Reproduce the data below word for word.
▬▬▬
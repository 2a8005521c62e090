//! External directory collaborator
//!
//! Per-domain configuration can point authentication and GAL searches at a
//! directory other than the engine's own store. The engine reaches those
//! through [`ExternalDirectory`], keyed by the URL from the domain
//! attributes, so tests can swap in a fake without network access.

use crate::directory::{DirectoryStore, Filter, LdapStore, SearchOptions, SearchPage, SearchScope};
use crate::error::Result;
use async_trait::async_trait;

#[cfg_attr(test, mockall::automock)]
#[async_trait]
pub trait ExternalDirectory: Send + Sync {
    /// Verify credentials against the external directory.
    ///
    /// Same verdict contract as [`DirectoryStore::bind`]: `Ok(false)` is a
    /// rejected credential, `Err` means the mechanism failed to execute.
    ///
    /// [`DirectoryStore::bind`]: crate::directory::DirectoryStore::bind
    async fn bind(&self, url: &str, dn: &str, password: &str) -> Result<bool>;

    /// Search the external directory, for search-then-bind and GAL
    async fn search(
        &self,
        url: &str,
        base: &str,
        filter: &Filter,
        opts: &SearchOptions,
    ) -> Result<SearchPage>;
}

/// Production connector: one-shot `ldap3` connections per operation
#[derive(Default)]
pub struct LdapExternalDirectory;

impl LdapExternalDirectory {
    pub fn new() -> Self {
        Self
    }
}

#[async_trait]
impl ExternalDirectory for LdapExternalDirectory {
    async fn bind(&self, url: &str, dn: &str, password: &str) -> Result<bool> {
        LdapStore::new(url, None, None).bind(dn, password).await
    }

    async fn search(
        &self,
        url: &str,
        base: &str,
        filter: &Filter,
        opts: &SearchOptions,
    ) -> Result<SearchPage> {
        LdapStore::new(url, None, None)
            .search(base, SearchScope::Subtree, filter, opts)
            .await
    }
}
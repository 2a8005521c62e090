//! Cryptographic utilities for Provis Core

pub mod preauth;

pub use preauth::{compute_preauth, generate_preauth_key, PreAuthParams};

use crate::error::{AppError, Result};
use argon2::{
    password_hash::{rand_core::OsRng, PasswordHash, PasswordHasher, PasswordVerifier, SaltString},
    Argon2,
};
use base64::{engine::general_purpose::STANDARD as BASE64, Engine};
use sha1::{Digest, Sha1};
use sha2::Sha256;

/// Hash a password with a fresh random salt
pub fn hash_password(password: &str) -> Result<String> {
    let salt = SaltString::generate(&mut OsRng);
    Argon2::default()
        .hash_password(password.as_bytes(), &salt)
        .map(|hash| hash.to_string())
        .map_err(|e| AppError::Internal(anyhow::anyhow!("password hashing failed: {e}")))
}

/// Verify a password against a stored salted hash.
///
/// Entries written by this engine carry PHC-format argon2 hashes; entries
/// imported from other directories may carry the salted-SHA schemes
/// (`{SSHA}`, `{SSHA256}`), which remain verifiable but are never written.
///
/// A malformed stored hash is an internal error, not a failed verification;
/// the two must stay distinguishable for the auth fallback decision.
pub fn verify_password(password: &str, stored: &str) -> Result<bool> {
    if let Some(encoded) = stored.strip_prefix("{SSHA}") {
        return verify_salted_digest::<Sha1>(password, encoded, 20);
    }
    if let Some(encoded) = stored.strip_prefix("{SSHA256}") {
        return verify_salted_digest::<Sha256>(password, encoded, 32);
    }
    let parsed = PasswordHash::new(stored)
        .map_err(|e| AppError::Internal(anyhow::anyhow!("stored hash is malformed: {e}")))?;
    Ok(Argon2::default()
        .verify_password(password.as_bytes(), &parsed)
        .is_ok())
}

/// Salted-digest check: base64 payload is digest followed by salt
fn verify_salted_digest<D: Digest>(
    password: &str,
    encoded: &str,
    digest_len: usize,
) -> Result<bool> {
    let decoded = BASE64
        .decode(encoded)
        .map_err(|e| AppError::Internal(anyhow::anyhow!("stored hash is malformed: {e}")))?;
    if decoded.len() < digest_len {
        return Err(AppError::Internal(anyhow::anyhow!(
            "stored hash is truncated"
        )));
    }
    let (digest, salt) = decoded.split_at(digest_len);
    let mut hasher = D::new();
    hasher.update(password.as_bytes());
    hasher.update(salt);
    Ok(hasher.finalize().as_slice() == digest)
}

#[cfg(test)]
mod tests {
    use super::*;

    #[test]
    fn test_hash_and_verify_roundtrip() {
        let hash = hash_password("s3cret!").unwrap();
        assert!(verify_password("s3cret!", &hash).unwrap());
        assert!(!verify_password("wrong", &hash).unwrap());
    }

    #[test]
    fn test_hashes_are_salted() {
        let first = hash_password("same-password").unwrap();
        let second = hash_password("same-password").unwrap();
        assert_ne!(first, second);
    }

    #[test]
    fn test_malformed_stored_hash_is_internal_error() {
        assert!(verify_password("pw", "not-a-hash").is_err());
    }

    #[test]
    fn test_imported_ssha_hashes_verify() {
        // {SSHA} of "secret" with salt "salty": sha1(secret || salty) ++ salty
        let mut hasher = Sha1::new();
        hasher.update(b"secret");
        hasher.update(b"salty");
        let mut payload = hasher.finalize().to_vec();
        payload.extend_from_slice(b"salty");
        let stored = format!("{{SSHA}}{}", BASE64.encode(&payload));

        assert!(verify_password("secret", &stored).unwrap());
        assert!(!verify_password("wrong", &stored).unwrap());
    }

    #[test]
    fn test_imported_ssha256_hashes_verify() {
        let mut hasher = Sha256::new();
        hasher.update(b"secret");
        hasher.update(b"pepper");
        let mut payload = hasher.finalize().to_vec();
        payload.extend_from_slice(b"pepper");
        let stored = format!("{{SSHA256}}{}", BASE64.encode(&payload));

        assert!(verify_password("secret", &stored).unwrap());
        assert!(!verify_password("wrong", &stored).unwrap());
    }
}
▬▬▬
-- Result --
repository 2a8005521c62e090
//! External directory collaborator
//!
//! Per-domain configuration can point authentication and GAL searches at a
//! directory other than the engine's own store. The engine reaches those
//! through [`ExternalDirectory`], keyed by the URL from the domain
//! attributes, so tests can swap in a fake without network access.

use crate::directory::{DirectoryStore, Filter, LdapStore, SearchOptions, SearchPage, SearchScope};
use crate::error::Result;
use async_trait::async_trait;

#[cfg_attr(test, mockall::automock)]
#[async_trait]
pub trait ExternalDirectory: Send + Sync {
    /// Verify credentials against the external directory.
    ///
    /// Same verdict contract as [`DirectoryStore::bind`]: `Ok(false)` is a
    /// rejected credential, `Err` means the mechanism failed to execute.
    ///
    /// [`DirectoryStore::bind`]: crate::directory::DirectoryStore::bind
    async fn bind(&self, url: &str, dn: &str, password: &str) -> Result<bool>;

    /// Search the external directory, for search-then-bind and GAL
    async fn search(
        &self,
        url: &str,
        base: &str,
        filter: &Filter,
        opts: &SearchOptions,
    ) -> Result<SearchPage>;
}

/// Production connector: one-shot `ldap3` connections per operation
#[derive(Default)]
pub struct LdapExternalDirectory;

impl LdapExternalDirectory {
    pub fn new() -> Self {
        Self
    }
}

#[async_trait]
impl ExternalDirectory for LdapExternalDirectory {
    async fn bind(&self, url: &str, dn: &str, password: &str) -> Result<bool> {
        LdapStore::new(url, None, None).bind(dn, password).await
    }

    async fn search(
        &self,
        url: &str,
        base: &str,
        filter: &Filter,
        opts: &SearchOptions,
    ) -> Result<SearchPage> {
        LdapStore::new(url, None, None)
            .search(base, SearchScope::Subtree, filter, opts)
            .await
    }
}
repository 2a8005521c62e090
//! Cryptographic utilities for Provis Core

pub mod preauth;

pub use preauth::{compute_preauth, generate_preauth_key, PreAuthParams};

use crate::error::{AppError, Result};
use argon2::{
    password_hash::{rand_core::OsRng, PasswordHash, PasswordHasher, PasswordVerifier, SaltString},
    Argon2,
};
use base64::{engine::general_purpose::STANDARD as BASE64, Engine};
use sha1::{Digest, Sha1};
use sha2::Sha256;

/// Hash a password with a fresh random salt
pub fn hash_password(password: &str) -> Result<String> {
    let salt = SaltString::generate(&mut OsRng);
    Argon2::default()
        .hash_password(password.as_bytes(), &salt)
        .map(|hash| hash.to_string())
        .map_err(|e| AppError::Internal(anyhow::anyhow!("password hashing failed: {e}")))
}

/// Verify a password against a stored salted hash.
///
/// Entries written by this engine carry PHC-format argon2 hashes; entries
/// imported from other directories may carry the salted-SHA schemes
/// (`{SSHA}`, `{SSHA256}`), which remain verifiable but are never written.
///
/// A malformed stored hash is an internal error, not a failed verification;
/// the two must stay distinguishable for the auth fallback decision.
pub fn verify_password(password: &str, stored: &str) -> Result<bool> {
    if let Some(encoded) = stored.strip_prefix("{SSHA}") {
        return verify_salted_digest::<Sha1>(password, encoded, 20);
    }
    if let Some(encoded) = stored.strip_prefix("{SSHA256}") {
        return verify_salted_digest::<Sha256>(password, encoded, 32);
    }
    let parsed = PasswordHash::new(stored)
        .map_err(|e| AppError::Internal(anyhow::anyhow!("stored hash is malformed: {e}")))?;
    Ok(Argon2::default()
        .verify_password(password.as_bytes(), &parsed)
        .is_ok())
}

/// Salted-digest check: base64 payload is digest followed by salt
fn verify_salted_digest<D: Digest>(
    password: &str,
    encoded: &str,
    digest_len: usize,
) -> Result<bool> {
    let decoded = BASE64
        .decode(encoded)
        .map_err(|e| AppError::Internal(anyhow::anyhow!("stored hash is malformed: {e}")))?;
    if decoded.len() < digest_len {
        return Err(AppError::Internal(anyhow::anyhow!(
            "stored hash is truncated"
        )));
    }
    let (digest, salt) = decoded.split_at(digest_len);
    let mut hasher = D::new();
    hasher.update(password.as_bytes());
    hasher.update(salt);
    Ok(hasher.finalize().as_slice() == digest)
}

#[cfg(test)]
mod tests {
    use super::*;

    #[test]
    fn test_hash_and_verify_roundtrip() {
        let hash = hash_password("s3cret!").unwrap();
        assert!(verify_password("s3cret!", &hash).unwrap());
        assert!(!verify_password("wrong", &hash).unwrap());
    }

    #[test]
    fn test_hashes_are_salted() {
        let first = hash_password("same-password").unwrap();
        let second = hash_password("same-password").unwrap();
        assert_ne!(first, second);
    }

    #[test]
    fn test_malformed_stored_hash_is_internal_error() {
        assert!(verify_password("pw", "not-a-hash").is_err());
    }

    #[test]
    fn test_imported_ssha_hashes_verify() {
        // {SSHA} of "secret" with salt "salty": sha1(secret || salty) ++ salty
        let mut hasher = Sha1::new();
        hasher.update(b"secret");
        hasher.update(b"salty");
        let mut payload = hasher.finalize().to_vec();
        payload.extend_from_slice(b"salty");
        let stored = format!("{{SSHA}}{}", BASE64.encode(&payload));

        assert!(verify_password("secret", &stored).unwrap());
        assert!(!verify_password("wrong", &stored).unwrap());
    }

    #[test]
    fn test_imported_ssha256_hashes_verify() {
        let mut hasher = Sha256::new();
        hasher.update(b"secret");
        hasher.update(b"pepper");
        let mut payload = hasher.finalize().to_vec();
        payload.extend_from_slice(b"pepper");
        let stored = format!("{{SSHA256}}{}", BASE64.encode(&payload));

        assert!(verify_password("secret", &stored).unwrap());
        assert!(!verify_password("wrong", &stored).unwrap());
    }
}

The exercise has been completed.